The Bentonville-based retailer's 2020 Environmental, Social and Governance Report, or ESG, covers the fiscal year that ended Jan. 31. A Walmart spokeswoman said the report, usually released in the spring, was delayed this year while the company dealt with the effects of the pandemic.
Kathleen McLaughlin, Walmart's chief sustainability officer, said in a news release that because the fiscal year ended before the coronavirus was declared a pandemic, its effect is not included in the report. Neither is the focus on racial inequality after the death of George Floyd and other Black Americans.
However, McLaughlin said in the release that Walmart's initiatives "go beyond mitigating business risk."
"We aim to address societal issues through business initiatives that create value for all our stakeholders," she said, "and we seek, in collaborating with others, to transform underlying societal systems (such as retail workforce development and food supply chains) for long-term social, environmental and economic sustainability."
The report provides a "holistic snapshot" of Walmart's environmental, social and governance performance in fiscal 2020, including "our aspirations, strategies, practices, challenges and progress on relevant ESG issues and metrics," McLaughlin said.
In the report's environmental section, Walmart said it used renewable energy sources for about 29% of the company's global electricity needs. This puts Walmart on track toward its goal of powering half its operations with renewable sources by 2025.
Walmart also is on track to achieve its goal to cut emissions 18% by 2025, according to the report.
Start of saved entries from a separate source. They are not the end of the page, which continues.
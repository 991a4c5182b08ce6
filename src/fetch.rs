use crate::errors::AppError;
use log::debug;
use std::time::Duration;

/// Retrieves a schedule file by URL. Implementations block until done.
pub trait Fetcher {
    fn fetch(&self, url: &str) -> Result<Vec<u8>, AppError>;
}

/// Plain HTTP GET via reqwest's blocking client.
///
/// Behavior:
/// - 2xx -> body bytes.
/// - Any other status -> `Err(AppError::Fetch(...))` carrying the status.
/// - Transport failures -> `Err(AppError::Fetch(...))`.
pub struct HttpFetcher {
    client: reqwest::blocking::Client,
}

impl HttpFetcher {
    pub fn new(timeout: Duration) -> Result<Self, AppError> {
        let client = reqwest::blocking::Client::builder()
            .timeout(timeout)
            .user_agent(concat!(env!("CARGO_PKG_NAME"), "/", env!("CARGO_PKG_VERSION")))
            .build()
            .map_err(|e| AppError::Fetch(format!("building http client: {}", e)))?;
        Ok(Self { client })
    }
}

impl Fetcher for HttpFetcher {
    fn fetch(&self, url: &str) -> Result<Vec<u8>, AppError> {
        let resp = self
            .client
            .get(url)
            .send()
            .map_err(|e| AppError::Fetch(format!("GET {}: {}", url, e)))?;
        let status = resp.status();
        debug!("http response code for {} is {}", url, status.as_u16());
        if !status.is_success() {
            return Err(AppError::Fetch(format!("GET {}: HTTP {}", url, status)));
        }
        let body = resp
            .bytes()
            .map_err(|e| AppError::Fetch(format!("reading body of {}: {}", url, e)))?;
        Ok(body.to_vec())
    }
}
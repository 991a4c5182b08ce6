use log::debug;

/// Language codes as used in the EiBi schedule files, with readable names.
/// Incomplete; covers the codes seen most often in recent seasons.
/// The hyphenated entries are content markers rather than languages.
pub const LANGUAGES: &[(&str, &str)] = &[
    ("A", "Arabic"),
    ("AB", "Abkhaz"),
    ("AD", "Adygea / Adyghe / Circassian"),
    ("AF", "Afrikaans"),
    ("AFA", "Afar"),
    ("AFG", "Pashto / Dari"),
    ("AH", "Amharic"),
    ("AL", "Albanian"),
    ("AM", "Amoy"),
    ("AMD", "Tibetan Amdo"),
    ("Ang", "Angelus programme"),
    ("AR", "Armenian"),
    ("ASS", "Assamese"),
    ("AV", "Avar"),
    ("AY", "Aymara"),
    ("AZ", "Azeri / Azerbaijani"),
    ("BC", "Baluchi"),
    ("BE", "Bengali / Bangla"),
    ("BEM", "Bemba"),
    ("BH", "Bhili"),
    ("BJ", "Bhojpuri / Bihari"),
    ("BM", "Bambara / Bamanankan"),
    ("BON", "Bondo"),
    ("BOS", "Bosnian"),
    ("BR", "Burmese"),
    ("BSL", "Bislama"),
    ("BU", "Bulgarian"),
    ("BUN", "Bundeli / Bundelkhandi / Bundelkandi"),
    ("BUR", "Buryat"),
    ("BY", "Byelorussian / Belarusian"),
    ("C", "Chinese"),
    ("C-F", "Chin-Falam / Halam"),
    ("C-H", "Chin-Haka"),
    ("C-Z", "Chin-Zomin / Zomi-Chin"),
    ("CA", "Cantonese"),
    ("CC", "Chaochow (dialect of Min-Nan)"),
    ("CD", "Chowdary / Chaudhry / Chodri"),
    ("CH", "Chin"),
    ("CHE", "Chechen"),
    ("CHG", "Chhattisgarhi"),
    ("CKW", "Chokwe"),
    ("CR", "Creole / Haitian"),
    ("CZ", "Czech"),
    ("D", "German"),
    ("D-P", "Lower German"),
    ("DA", "Danish"),
    ("DAO", "Dao"),
    ("DI", "Dinka"),
    ("DO", "Dogri-Kangri"),
    ("DR", "Dari / Eastern Farsi"),
    ("DY", "Dyula / Jula"),
    ("DZ", "Dzongkha"),
    ("E", "English"),
    ("EGY", "Egyptian Arabic"),
    ("EO", "Esperanto"),
    ("F", "French"),
    ("FI", "Finnish"),
    ("FS", "Farsi"),
    ("FT", "Fiote / Vili"),
    ("FU", "Fulani / Fulfulde"),
    ("GA", "Garhwali"),
    ("GE", "Georgian"),
    ("GM", "Gamit"),
    ("GR", "Greek"),
    ("GU", "Gujarati"),
    ("HA", "Haussa"),
    ("HAD", "Hadiya"),
    ("HAS", "Hassinya / Hassaniya"),
    ("HB", "Hebrew"),
    ("HI", "Hindi"),
    ("HK", "Hakka"),
    ("HM", "Hmong / Miao languages"),
    ("HMA", "Hmar"),
    ("HR", "Croatian / Hrvatski"),
    ("HU", "Hungarian"),
    ("I", "Italian"),
    ("IB", "Iban"),
    ("IN", "Indonesian"),
    ("INU", "Inuktikut"),
    ("IS", "Icelandic"),
    ("J", "Japanese"),
    ("JV", "Javanese"),
    ("K", "Korean"),
    ("KA", "Karen"),
    ("KAN", "Kannada"),
    ("KAO", "Kaonde"),
    ("KBO", "Kok Borok / Tripuri"),
    ("KC", "Kachin / Jingpho"),
    ("KG", "Kyrgyz / Kirghiz"),
    ("KH", "Khmer"),
    ("KHA", "Kham / Khams"),
    ("KHM", "Khmu"),
    ("KHR", "Kharia / Khariya"),
    ("KHS", "Khasi / Kahasi"),
    ("KHT", "Khota"),
    ("KK", "KiKongo / Kongo"),
    ("KMB", "Kimbundu / Mbundu / Luanda"),
    ("KNK", "KinyaRwanda-KiRundi"),
    ("KNU", "Kanuri"),
    ("KRB", "Karbi / Mikir / Manchati"),
    ("KRW", "KinyaRwanda"),
    ("KS", "Kashmiri"),
    ("KU", "Kurdish"),
    ("KUN", "Kunama"),
    ("KUR", "Kurukh / Kurux"),
    ("KZ", "Kazakh"),
    ("L", "Latin"),
    ("LAD", "Ladakhi / Ladak"),
    ("LAH", "Lahu"),
    ("LAO", "Lao"),
    ("LOZ", "Lozi / Silozi"),
    ("LU", "Lunda"),
    ("LUG", "Luganda"),
    ("LUN", "Lunyaneka / Nyaneka"),
    ("LUV", "Luvale"),
    ("M", "Mandarin"),
    ("MAG", "Maghi / Magahi / Maghai"),
    ("MAI", "Maithili / Maithali"),
    ("MAL", "Malayalam"),
    ("MAO", "Maori"),
    ("MAR", "Marathi"),
    ("MEI", "Meithei / Manipuri / Meitei"),
    ("MIE", "Mien / Iu Mien"),
    ("MIS", "Mising"),
    ("ML", "Malay / Baku"),
    ("MO", "Mongolian"),
    ("MON", "Mon"),
    ("MSY", "Malagasy"),
    ("MUN", "Mundari"),
    ("MW", "Marwari"),
    ("MY", "Maya (Yucatec)"),
    ("MZ", "Mizo / Lushai"),
    ("NDE", "Ndebele"),
    ("NE", "Nepali / Lhotshampa"),
    ("NIU", "Niuean"),
    ("NL", "Dutch"),
    ("NO", "Norwegian"),
    ("NU", "Nuer"),
    ("NW", "Newar / Newari"),
    ("NY", "Nyanja"),
    ("OO", "Oromo"),
    ("OR", "Odia / Oriya / Orissa"),
    ("P", "Portuguese"),
    ("PO", "Polish"),
    ("PJ", "Punjabi"),
    ("PS", "Pashto"),
    ("Q", "Quechua"),
    ("R", "Russian"),
    ("RO", "Romanian"),
    ("ROS", "Rosary"),
    ("Ros", "Rosary"),
    ("RWG", "Rawang"),
    ("S", "Spanish"),
    ("SD", "Sindhi"),
    ("SGA", "Shangaan / Tsonga"),
    ("SHA", "Shan"),
    ("SHC", "Sharchogpa / Sarchopa / Tshangla"),
    ("SHO", "Shona"),
    ("SHP", "Sherpa"),
    ("SI", "Sinhalese / Sinhala"),
    ("SK", "Slovak"),
    ("SLM", "Pijin / Solomon Islands Pidgin"),
    ("SM", "Samoan"),
    ("SO", "Somali"),
    ("SNK", "Sanskrit"),
    ("SNT", "Santhali"),
    ("SR", "Serbian"),
    ("SUD", "Sudanese Arabic"),
    ("SUN", "Sunda / Sundanese"),
    ("SWA", "Swahili / Kisuaheli"),
    ("SWE", "Swedish"),
    ("T", "Thai"),
    ("TAG", "Tagalog"),
    ("TAH", "Tachelhit / Sous"),
    ("TAM", "Tamil"),
    ("TB", "Tibetan"),
    ("TEL", "Telugu"),
    ("TIG", "Tigrinya / Tigray"),
    ("TJ", "Tajik"),
    ("TK", "Turkmen"),
    ("TL", "Tai-Lu / Lu"),
    ("TNG", "Tonga"),
    ("TO", "Tongan"),
    ("TP", "Tok Pisin"),
    ("TSH", "Tshwa"),
    ("TT", "Tatar"),
    ("TTB", "Tatar-Bashkir"),
    ("TU", "Turkish"),
    ("TV", "Tuva / Tuvinic"),
    ("TW", "Taiwanese / Fujian / Hokkien / Min Nan"),
    ("UI", "Uighur"),
    ("UK", "Ukrainian"),
    ("UM", "Umbundu"),
    ("UR", "Urdu"),
    ("UZ", "Uzbek"),
    ("VN", "Vietnamese"),
    ("Vn", "Vernacular"),
    ("VV", "Vasavi"),
    ("W", "Wolof"),
    ("WAO", "Waodani / Waorani"),
    ("YK", "Yakutian / Sakha"),
    ("YO", "Yoruba"),
    ("Z", "Zulu"),
    ("ZA", "Zarma / Zama"),
    ("ZWE", "Languages of Zimbabwe"),
    ("-CW", "Morse"),
    ("-MX", "Music"),
    ("-TS", "Time station"),
];

pub fn language_name(code: &str) -> Option<&'static str> {
    LANGUAGES.iter().find(|(c, _)| *c == code).map(|(_, name)| *name)
}

/// Splits a comma-separated language field into its codes.
pub fn split_codes(field: &str) -> Vec<String> {
    field.split(',').filter(|c| !c.is_empty()).map(str::to_string).collect()
}

/// Replaces each known code with its name; unknown codes pass through.
pub fn expand_languages(codes: &[String]) -> String {
    codes
        .iter()
        .map(|code| match language_name(code) {
            Some(name) => name.to_string(),
            None => {
                debug!("Unrecognized language code: {}", code);
                code.clone()
            }
        })
        .collect::<Vec<_>>()
        .join(",")
}

#[cfg(test)]
mod tests {
    use super::*;

    #[test]
    fn test_known_codes() {
        assert_eq!(language_name("E"), Some("English"));
        assert_eq!(language_name("Vn"), Some("Vernacular"));
        assert_eq!(language_name("VN"), Some("Vietnamese"));
        assert_eq!(language_name("-TS"), Some("Time station"));
        assert_eq!(language_name("e"), None);
    }

    #[test]
    fn test_expand_passes_unknown_through() {
        let codes = split_codes("E,XYZ,S");
        assert_eq!(codes, vec!["E", "XYZ", "S"]);
        assert_eq!(expand_languages(&codes), "English,XYZ,Spanish");
    }

    #[test]
    fn test_empty_field() {
        assert!(split_codes("").is_empty());
        assert_eq!(expand_languages(&[]), "");
    }
}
The company also had 2,300 more suppliers sign on to its Project Gigaton, an initiative to remove a gigaton of greenhouse gases by 2030.
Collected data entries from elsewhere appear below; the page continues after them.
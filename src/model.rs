use crate::days::{DayPattern, INACTIVE_DAYS};
use serde::Serialize;

/// Content/modulation category of a broadcast.
#[derive(Clone, Copy, Debug, PartialEq, Eq, Hash)]
pub enum BroadcastFlag {
    Analog,
    Digital,
    Numbers,
    Fax,
    Music,
    News,
    Morse,
    Religious,
    Time,
    Volmet,
    Weather,
    Navtex,
}

impl BroadcastFlag {
    pub const ALL: [BroadcastFlag; 12] = [
        BroadcastFlag::Analog,
        BroadcastFlag::Digital,
        BroadcastFlag::Numbers,
        BroadcastFlag::Fax,
        BroadcastFlag::Music,
        BroadcastFlag::News,
        BroadcastFlag::Morse,
        BroadcastFlag::Religious,
        BroadcastFlag::Time,
        BroadcastFlag::Volmet,
        BroadcastFlag::Weather,
        BroadcastFlag::Navtex,
    ];

    pub fn as_char(self) -> char {
        match self {
            BroadcastFlag::Analog => 'a',
            BroadcastFlag::Digital => 'd',
            BroadcastFlag::Numbers => 'e',
            BroadcastFlag::Fax => 'f',
            BroadcastFlag::Music => 'm',
            BroadcastFlag::News => 'n',
            BroadcastFlag::Morse => 'o',
            BroadcastFlag::Religious => 'r',
            BroadcastFlag::Time => 't',
            BroadcastFlag::Volmet => 'v',
            BroadcastFlag::Weather => 'w',
            BroadcastFlag::Navtex => 'x',
        }
    }

    pub fn from_char(c: char) -> Option<Self> {
        Self::ALL.iter().copied().find(|f| f.as_char() == c)
    }
}

impl std::str::FromStr for BroadcastFlag {
    type Err = String;

    fn from_str(s: &str) -> Result<Self, Self::Err> {
        let mut chars = s.chars();
        match (chars.next(), chars.next()) {
            (Some(c), None) => Self::from_char(c)
                .ok_or_else(|| format!("Unknown flag '{s}'. Use one of: adefmnortvwx")),
            _ => Err(format!("Flag must be a single character, got '{s}'")),
        }
    }
}

/// Flag characters known for a record. Empty means "unknown", not "none of these".
#[derive(Clone, Debug, Default, PartialEq, Eq)]
pub struct FlagSet(String);

impl FlagSet {
    pub fn append(&mut self, flag: BroadcastFlag) {
        if !self.contains(flag) {
            self.0.push(flag.as_char());
        }
    }

    pub fn contains(&self, flag: BroadcastFlag) -> bool {
        self.0.contains(flag.as_char())
    }

    pub fn is_empty(&self) -> bool {
        self.0.is_empty()
    }

    pub fn as_str(&self) -> &str {
        &self.0
    }
}

/// One normalized schedule row.
#[derive(Clone, Debug)]
pub struct BroadcastRecord {
    pub frequency_khz: u32,
    pub start_hour: u32,
    pub start_minute: u32,
    pub end_hour: u32,
    pub end_minute: u32,
    /// Raw days field; not kept for inactive entries.
    pub raw_days: Option<String>,
    /// Decoded days; `None` for inactive entries.
    pub days: Option<DayPattern>,
    pub origin: String,
    pub broadcaster: String,
    pub language_codes: Vec<String>,
    /// Language codes with known names expanded, comma-joined.
    pub languages: String,
    pub target_region: String,
    pub inactive: bool,
    pub flags: FlagSet,
}

impl BroadcastRecord {
    pub fn start_minutes(&self) -> i32 {
        (self.start_hour * 60 + self.start_minute) as i32
    }

    pub fn end_minutes(&self) -> i32 {
        (self.end_hour * 60 + self.end_minute) as i32
    }

    /// Seven-character days column.
    pub fn days_printable(&self) -> String {
        if self.inactive {
            return INACTIVE_DAYS.to_string();
        }
        self.days.as_ref().map(DayPattern::render).unwrap_or_default()
    }
}

/// Flat view of a record for CSV/JSON export.
#[derive(Debug, Serialize)]
pub struct RecordRow<'a> {
    pub frequency_khz: u32,
    pub start: String,
    pub end: String,
    pub days: String,
    /// Operating days, Monday first; empty unless the days decoded to a weekly bitmap.
    pub weekdays: String,
    pub non_weekly: bool,
    pub broadcaster: &'a str,
    pub origin: &'a str,
    pub languages: &'a str,
    pub language_codes: String,
    pub target_region: &'a str,
    pub inactive: bool,
    pub flags: &'a str,
}

impl<'a> From<&'a BroadcastRecord> for RecordRow<'a> {
    fn from(r: &'a BroadcastRecord) -> Self {
        RecordRow {
            frequency_khz: r.frequency_khz,
            start: format!("{:02}{:02}", r.start_hour, r.start_minute),
            end: format!("{:02}{:02}", r.end_hour, r.end_minute),
            days: r.days_printable(),
            weekdays: r
                .days
                .as_ref()
                .and_then(DayPattern::bitmap)
                .map(|m| m.days().iter().map(|d| d.to_string()).collect::<Vec<_>>().join(","))
                .unwrap_or_default(),
            non_weekly: r.days.as_ref().is_some_and(DayPattern::is_non_weekly),
            broadcaster: &r.broadcaster,
            origin: &r.origin,
            languages: &r.languages,
            language_codes: r.language_codes.join(","),
            target_region: &r.target_region,
            inactive: r.inactive,
            flags: r.flags.as_str(),
        }
    }
}

#[cfg(test)]
mod tests {
    use super::*;

    #[test]
    fn test_append_flag_dedups() {
        let mut flags = FlagSet::default();
        assert!(flags.is_empty());
        flags.append(BroadcastFlag::Analog);
        flags.append(BroadcastFlag::Time);
        flags.append(BroadcastFlag::Analog);
        assert_eq!(flags.as_str(), "at");
        flags.append(BroadcastFlag::Morse);
        assert!(flags.contains(BroadcastFlag::Morse));
        assert!(!flags.contains(BroadcastFlag::News));
    }

    #[test]
    fn test_flag_fromstr() {
        assert_eq!("o".parse::<BroadcastFlag>().unwrap(), BroadcastFlag::Morse);
        assert_eq!("x".parse::<BroadcastFlag>().unwrap(), BroadcastFlag::Navtex);
        assert!("z".parse::<BroadcastFlag>().is_err());
        assert!("ab".parse::<BroadcastFlag>().is_err());
        assert!("".parse::<BroadcastFlag>().is_err());
    }
}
As part of the retailer's goal to achieve zero waste in its operations by 2025, Walmart said it diverted from landfills and incineration about 80% of unsold products, packaging and other materials from its global operations.
According to the report's section on social goals, Walmart paid employees more than $18 an hour, including benefits; sourced more than $11.7 billion of products from diverse suppliers in the U.S.; and increased the diversity of its U.S. management.
Walmart employees completed 88,000 college credits during the year through the company's Live Better U initiative, which gives workers a chance to complete degrees or certificate programs for $1 a day. Also, more than 200,000 Walmart workers were promoted to jobs of greater responsibility and higher pay.
"Through our jobs, sourcing, relationships and capabilities, we aim to create economic opportunity, advance equity and help strengthen social cohesion," Walmart said in its report.
In the corporate governance section, Walmart said members of its board of directors "bring a variety of backgrounds, qualifications, skills and experiences that contribute to a well-rounded board that we believe is uniquely positioned to effectively guide our strategy and oversee our operations in a rapidly evolving retail industry."
Seven of Walmart's 11 board members are independent, three are women and four are racially or ethnically diverse. More than a quarter were appointed in the past five years, and the median tenure is 6.6 years.
Walmart said it has more than 1,900 ethics and compliance workers worldwide who are responsible for supporting U.S. retail operations and e-commerce business as well as international operations.
The retailer's corporate citizenship standards include contributing to and advocating for effective policy regarding issues such as climate change, minimum wage, firearms, opioids and privacy. Also, Walmart said in the report that paying taxes is "an important part of our company's societal impact." Walmart said that over the past five years, it has paid more than $26 billion in corporate income-based taxes worldwide.
In a message accompanying the report, Chief Executive Officer Doug McMillon reflected on the challenges of the past fiscal year and the first six months of the current one, saying there's no such thing as business as usual at Walmart.
"Our history is a mosaic of challenges, tests, explorations, failures and many great successes," McMillon said. "While the world has felt quite turbulent recently, we have an opportunity to turn the tide of history -- and take the best from this time. In the shadow of these tough months, we're more motivated than ever to make meaningful environmental, social and economic progress -- and we're eager for others to join us. Our world depends on it."